Saved entries:

--*--

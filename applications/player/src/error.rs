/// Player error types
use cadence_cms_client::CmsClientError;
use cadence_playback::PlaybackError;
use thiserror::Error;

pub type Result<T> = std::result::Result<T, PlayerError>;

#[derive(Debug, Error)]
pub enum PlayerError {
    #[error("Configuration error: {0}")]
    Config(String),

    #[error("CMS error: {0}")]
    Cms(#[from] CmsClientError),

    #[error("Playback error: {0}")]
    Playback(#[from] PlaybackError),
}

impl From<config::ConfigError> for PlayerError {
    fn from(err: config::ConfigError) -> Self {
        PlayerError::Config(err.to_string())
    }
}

--*--

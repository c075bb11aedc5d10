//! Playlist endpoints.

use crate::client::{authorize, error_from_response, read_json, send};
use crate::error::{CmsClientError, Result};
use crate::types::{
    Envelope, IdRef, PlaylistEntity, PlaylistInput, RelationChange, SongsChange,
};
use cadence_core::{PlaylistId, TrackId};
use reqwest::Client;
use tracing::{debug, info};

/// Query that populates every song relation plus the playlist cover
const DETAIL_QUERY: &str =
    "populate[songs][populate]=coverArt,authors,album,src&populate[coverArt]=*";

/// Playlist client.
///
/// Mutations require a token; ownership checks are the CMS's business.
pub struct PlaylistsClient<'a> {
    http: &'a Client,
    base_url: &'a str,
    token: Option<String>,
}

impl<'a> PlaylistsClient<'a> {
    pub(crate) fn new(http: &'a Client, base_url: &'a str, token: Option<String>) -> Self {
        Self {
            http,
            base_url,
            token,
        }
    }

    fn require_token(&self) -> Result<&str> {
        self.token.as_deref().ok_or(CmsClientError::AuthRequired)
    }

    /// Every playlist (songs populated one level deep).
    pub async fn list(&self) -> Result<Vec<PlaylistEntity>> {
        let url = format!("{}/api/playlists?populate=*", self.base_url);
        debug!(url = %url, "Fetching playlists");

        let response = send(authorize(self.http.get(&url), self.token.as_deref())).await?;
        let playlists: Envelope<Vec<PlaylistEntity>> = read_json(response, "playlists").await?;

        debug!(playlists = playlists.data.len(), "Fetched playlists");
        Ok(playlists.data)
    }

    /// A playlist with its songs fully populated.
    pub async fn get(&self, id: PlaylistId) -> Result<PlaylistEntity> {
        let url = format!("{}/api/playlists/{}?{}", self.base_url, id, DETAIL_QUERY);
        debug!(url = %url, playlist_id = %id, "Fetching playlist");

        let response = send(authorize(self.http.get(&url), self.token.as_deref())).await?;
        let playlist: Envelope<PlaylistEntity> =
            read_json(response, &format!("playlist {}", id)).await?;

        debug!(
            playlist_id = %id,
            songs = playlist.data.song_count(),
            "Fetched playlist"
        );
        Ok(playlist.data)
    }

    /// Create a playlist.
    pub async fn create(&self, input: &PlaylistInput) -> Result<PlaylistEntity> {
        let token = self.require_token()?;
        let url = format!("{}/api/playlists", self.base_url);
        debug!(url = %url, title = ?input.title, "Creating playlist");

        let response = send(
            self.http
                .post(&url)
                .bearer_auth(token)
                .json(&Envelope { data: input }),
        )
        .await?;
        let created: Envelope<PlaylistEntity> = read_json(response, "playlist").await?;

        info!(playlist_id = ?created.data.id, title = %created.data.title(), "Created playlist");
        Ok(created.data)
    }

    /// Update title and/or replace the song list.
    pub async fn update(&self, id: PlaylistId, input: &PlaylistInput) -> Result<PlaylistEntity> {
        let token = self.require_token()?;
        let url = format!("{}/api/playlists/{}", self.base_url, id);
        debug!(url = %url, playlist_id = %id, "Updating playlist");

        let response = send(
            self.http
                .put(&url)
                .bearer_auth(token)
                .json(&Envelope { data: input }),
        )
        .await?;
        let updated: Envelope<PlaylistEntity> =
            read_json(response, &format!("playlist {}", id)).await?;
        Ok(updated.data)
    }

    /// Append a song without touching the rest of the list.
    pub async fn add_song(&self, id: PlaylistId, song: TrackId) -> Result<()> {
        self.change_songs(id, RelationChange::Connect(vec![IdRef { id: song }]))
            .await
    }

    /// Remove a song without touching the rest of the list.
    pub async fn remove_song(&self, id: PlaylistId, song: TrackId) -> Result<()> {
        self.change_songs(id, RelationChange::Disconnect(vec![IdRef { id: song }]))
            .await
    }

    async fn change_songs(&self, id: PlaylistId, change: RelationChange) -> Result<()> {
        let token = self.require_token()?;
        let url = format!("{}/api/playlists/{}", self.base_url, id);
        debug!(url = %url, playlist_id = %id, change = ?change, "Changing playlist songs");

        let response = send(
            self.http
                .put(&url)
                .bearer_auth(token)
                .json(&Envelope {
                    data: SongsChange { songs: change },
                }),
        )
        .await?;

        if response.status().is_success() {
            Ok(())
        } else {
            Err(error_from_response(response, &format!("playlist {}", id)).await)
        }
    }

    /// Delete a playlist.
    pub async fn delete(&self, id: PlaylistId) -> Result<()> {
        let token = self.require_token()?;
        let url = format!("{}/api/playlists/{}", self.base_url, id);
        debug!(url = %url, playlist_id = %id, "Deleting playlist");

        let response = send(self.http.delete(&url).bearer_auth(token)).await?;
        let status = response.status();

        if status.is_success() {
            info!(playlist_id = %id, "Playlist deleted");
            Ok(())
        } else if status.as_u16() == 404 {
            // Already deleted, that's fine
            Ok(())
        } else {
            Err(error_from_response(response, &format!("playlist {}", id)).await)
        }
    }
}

--*--

EXERCISE INSTRUCTIONS:
Using the records above, set down exactly the lines from the one with "info!(playlist_id = ?created.data.id, title" through the one with "pub async fn add_song(&self, id: PlaylistId, song: TrackId)", inclusive, and nothing more.

RESPONSE BELOW:
        info!(playlist_id = ?created.data.id, title = %created.data.title(), "Created playlist");
        Ok(created.data)
    }

    /// Update title and/or replace the song list.
    pub async fn update(&self, id: PlaylistId, input: &PlaylistInput) -> Result<PlaylistEntity> {
        let token = self.require_token()?;
        let url = format!("{}/api/playlists/{}", self.base_url, id);
        debug!(url = %url, playlist_id = %id, "Updating playlist");

        let response = send(
            self.http
                .put(&url)
                .bearer_auth(token)
                .json(&Envelope { data: input }),
        )
        .await?;
        let updated: Envelope<PlaylistEntity> =
            read_json(response, &format!("playlist {}", id)).await?;
        Ok(updated.data)
    }

    /// Append a song without touching the rest of the list.
    pub async fn add_song(&self, id: PlaylistId, song: TrackId) -> Result<()> {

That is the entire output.